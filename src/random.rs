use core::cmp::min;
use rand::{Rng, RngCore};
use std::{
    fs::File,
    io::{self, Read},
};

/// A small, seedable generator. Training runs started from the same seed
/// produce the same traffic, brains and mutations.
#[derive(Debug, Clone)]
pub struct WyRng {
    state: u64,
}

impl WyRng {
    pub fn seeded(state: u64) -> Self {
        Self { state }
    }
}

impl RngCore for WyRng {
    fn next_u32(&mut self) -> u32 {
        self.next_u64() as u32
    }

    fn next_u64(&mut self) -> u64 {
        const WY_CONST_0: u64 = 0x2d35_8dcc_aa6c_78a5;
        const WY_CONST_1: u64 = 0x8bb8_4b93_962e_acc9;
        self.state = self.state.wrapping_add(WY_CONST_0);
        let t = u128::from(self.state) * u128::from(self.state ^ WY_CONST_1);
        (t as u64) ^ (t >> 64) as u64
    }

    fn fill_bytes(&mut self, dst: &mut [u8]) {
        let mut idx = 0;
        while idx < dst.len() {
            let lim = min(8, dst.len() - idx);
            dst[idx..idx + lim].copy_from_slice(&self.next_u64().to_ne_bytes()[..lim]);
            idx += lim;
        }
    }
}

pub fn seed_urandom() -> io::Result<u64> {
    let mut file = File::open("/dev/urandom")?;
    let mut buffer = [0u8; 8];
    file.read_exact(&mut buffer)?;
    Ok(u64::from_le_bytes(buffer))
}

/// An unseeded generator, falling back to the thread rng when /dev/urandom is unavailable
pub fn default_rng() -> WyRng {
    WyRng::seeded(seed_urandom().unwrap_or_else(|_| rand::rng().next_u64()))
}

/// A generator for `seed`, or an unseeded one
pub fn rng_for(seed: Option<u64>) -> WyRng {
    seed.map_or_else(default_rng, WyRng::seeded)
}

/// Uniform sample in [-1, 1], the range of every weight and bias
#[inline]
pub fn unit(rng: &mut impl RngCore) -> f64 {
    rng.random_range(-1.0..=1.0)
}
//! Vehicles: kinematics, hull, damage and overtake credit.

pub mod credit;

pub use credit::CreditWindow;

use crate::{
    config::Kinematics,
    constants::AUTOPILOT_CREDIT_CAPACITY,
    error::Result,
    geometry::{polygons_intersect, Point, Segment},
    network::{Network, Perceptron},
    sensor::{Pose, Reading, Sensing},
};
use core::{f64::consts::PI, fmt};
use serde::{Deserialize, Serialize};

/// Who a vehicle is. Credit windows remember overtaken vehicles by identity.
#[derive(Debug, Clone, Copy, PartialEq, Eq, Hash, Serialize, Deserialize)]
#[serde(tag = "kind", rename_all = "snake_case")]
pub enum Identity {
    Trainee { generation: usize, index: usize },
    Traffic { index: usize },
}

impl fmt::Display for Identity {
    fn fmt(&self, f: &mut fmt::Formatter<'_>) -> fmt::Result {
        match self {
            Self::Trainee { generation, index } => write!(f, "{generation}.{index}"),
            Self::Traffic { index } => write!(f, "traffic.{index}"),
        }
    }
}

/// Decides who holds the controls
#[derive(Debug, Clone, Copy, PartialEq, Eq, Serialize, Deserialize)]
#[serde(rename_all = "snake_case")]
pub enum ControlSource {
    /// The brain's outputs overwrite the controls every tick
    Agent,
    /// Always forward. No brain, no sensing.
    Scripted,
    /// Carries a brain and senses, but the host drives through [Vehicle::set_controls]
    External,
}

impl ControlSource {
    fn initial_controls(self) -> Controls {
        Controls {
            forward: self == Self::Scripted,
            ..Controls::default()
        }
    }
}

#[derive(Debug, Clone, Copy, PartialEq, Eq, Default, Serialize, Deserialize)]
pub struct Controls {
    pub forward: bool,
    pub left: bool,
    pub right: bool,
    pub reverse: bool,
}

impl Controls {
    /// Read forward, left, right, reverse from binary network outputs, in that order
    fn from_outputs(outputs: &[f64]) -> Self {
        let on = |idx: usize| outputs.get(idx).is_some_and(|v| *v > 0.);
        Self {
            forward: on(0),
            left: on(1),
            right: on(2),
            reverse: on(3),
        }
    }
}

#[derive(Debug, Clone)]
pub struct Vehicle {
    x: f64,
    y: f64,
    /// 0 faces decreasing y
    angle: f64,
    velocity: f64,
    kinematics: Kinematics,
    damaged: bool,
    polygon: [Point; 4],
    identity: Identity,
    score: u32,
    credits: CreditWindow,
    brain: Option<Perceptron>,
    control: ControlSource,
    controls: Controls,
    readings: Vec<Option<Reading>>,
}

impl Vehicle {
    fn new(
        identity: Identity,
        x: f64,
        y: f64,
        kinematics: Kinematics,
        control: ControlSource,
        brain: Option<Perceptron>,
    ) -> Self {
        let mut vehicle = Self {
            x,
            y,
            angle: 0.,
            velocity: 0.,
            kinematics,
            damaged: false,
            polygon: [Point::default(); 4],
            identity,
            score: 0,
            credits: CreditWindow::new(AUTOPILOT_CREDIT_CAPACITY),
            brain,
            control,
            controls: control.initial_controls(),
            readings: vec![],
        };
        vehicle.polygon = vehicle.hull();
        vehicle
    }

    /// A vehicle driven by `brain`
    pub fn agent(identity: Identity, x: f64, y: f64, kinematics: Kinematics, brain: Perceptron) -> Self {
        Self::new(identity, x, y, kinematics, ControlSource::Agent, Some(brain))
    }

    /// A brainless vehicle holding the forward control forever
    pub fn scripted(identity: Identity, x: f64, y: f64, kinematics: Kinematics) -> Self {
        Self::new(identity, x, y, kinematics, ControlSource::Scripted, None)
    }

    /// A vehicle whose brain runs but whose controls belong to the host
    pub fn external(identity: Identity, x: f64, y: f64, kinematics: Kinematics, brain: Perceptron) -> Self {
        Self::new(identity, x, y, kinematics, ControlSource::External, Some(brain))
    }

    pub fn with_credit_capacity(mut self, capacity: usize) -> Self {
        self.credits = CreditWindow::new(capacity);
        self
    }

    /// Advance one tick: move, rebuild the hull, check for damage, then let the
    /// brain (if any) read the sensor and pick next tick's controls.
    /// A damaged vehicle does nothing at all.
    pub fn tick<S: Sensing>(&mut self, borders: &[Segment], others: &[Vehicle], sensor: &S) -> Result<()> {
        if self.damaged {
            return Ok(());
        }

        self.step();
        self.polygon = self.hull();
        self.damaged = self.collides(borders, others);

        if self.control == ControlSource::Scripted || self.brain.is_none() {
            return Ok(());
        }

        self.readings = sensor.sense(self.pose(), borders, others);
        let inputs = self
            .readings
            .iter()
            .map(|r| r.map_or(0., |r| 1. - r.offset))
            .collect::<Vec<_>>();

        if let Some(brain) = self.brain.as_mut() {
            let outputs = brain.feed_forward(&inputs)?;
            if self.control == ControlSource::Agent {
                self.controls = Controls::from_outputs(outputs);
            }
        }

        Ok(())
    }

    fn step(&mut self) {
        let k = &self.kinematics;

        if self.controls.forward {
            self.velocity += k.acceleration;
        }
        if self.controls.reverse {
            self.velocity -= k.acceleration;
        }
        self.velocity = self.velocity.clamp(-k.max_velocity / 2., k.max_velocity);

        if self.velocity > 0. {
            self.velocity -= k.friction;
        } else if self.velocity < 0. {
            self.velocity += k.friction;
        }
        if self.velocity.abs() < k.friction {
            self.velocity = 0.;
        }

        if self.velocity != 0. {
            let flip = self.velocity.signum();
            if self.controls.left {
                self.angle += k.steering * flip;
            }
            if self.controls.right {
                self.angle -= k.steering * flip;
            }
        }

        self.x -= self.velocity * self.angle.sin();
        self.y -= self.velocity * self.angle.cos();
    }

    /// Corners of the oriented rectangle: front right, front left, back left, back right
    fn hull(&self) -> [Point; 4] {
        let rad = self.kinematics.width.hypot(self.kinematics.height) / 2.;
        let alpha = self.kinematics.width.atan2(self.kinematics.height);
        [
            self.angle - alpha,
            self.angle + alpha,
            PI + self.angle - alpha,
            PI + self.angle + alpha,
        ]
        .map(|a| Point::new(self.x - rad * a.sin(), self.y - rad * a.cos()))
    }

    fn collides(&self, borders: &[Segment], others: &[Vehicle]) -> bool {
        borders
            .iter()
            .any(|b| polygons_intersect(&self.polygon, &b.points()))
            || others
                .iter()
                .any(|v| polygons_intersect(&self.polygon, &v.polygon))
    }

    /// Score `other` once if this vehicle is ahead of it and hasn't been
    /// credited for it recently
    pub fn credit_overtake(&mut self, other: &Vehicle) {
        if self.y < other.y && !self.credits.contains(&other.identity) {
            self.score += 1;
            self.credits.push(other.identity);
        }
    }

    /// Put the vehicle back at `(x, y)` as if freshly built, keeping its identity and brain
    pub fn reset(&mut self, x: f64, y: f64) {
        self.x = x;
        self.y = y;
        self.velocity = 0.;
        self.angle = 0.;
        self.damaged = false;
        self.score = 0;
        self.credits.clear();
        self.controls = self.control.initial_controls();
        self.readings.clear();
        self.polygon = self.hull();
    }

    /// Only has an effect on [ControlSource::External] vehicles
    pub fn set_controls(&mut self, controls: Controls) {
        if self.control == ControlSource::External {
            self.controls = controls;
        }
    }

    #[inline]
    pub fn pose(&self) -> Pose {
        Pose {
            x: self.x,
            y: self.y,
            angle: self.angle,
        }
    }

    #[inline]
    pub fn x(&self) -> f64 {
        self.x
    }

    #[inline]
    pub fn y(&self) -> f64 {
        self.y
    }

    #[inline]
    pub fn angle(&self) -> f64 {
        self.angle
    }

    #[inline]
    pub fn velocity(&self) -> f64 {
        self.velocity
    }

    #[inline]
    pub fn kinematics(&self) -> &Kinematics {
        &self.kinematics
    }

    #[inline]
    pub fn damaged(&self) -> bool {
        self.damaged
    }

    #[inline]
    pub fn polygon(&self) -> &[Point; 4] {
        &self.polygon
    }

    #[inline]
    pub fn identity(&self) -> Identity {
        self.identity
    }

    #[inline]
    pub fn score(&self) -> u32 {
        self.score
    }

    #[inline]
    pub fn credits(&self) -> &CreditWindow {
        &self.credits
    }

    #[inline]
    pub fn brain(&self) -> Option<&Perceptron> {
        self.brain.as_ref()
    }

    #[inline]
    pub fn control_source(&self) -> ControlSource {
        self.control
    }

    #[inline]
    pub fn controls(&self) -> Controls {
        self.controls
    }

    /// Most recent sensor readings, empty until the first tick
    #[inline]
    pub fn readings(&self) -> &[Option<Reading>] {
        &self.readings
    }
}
---------------
### Task requirements
Extract from the material all lines containing the string "Debug".

### Answer for the task
#[derive(Debug, Clone)]
#[derive(Debug, Clone, Copy, PartialEq, Eq, Hash, Serialize, Deserialize)]
#[derive(Debug, Clone, Copy, PartialEq, Eq, Serialize, Deserialize)]
#[derive(Debug, Clone, Copy, PartialEq, Eq, Default, Serialize, Deserialize)]
#[derive(Debug, Clone)]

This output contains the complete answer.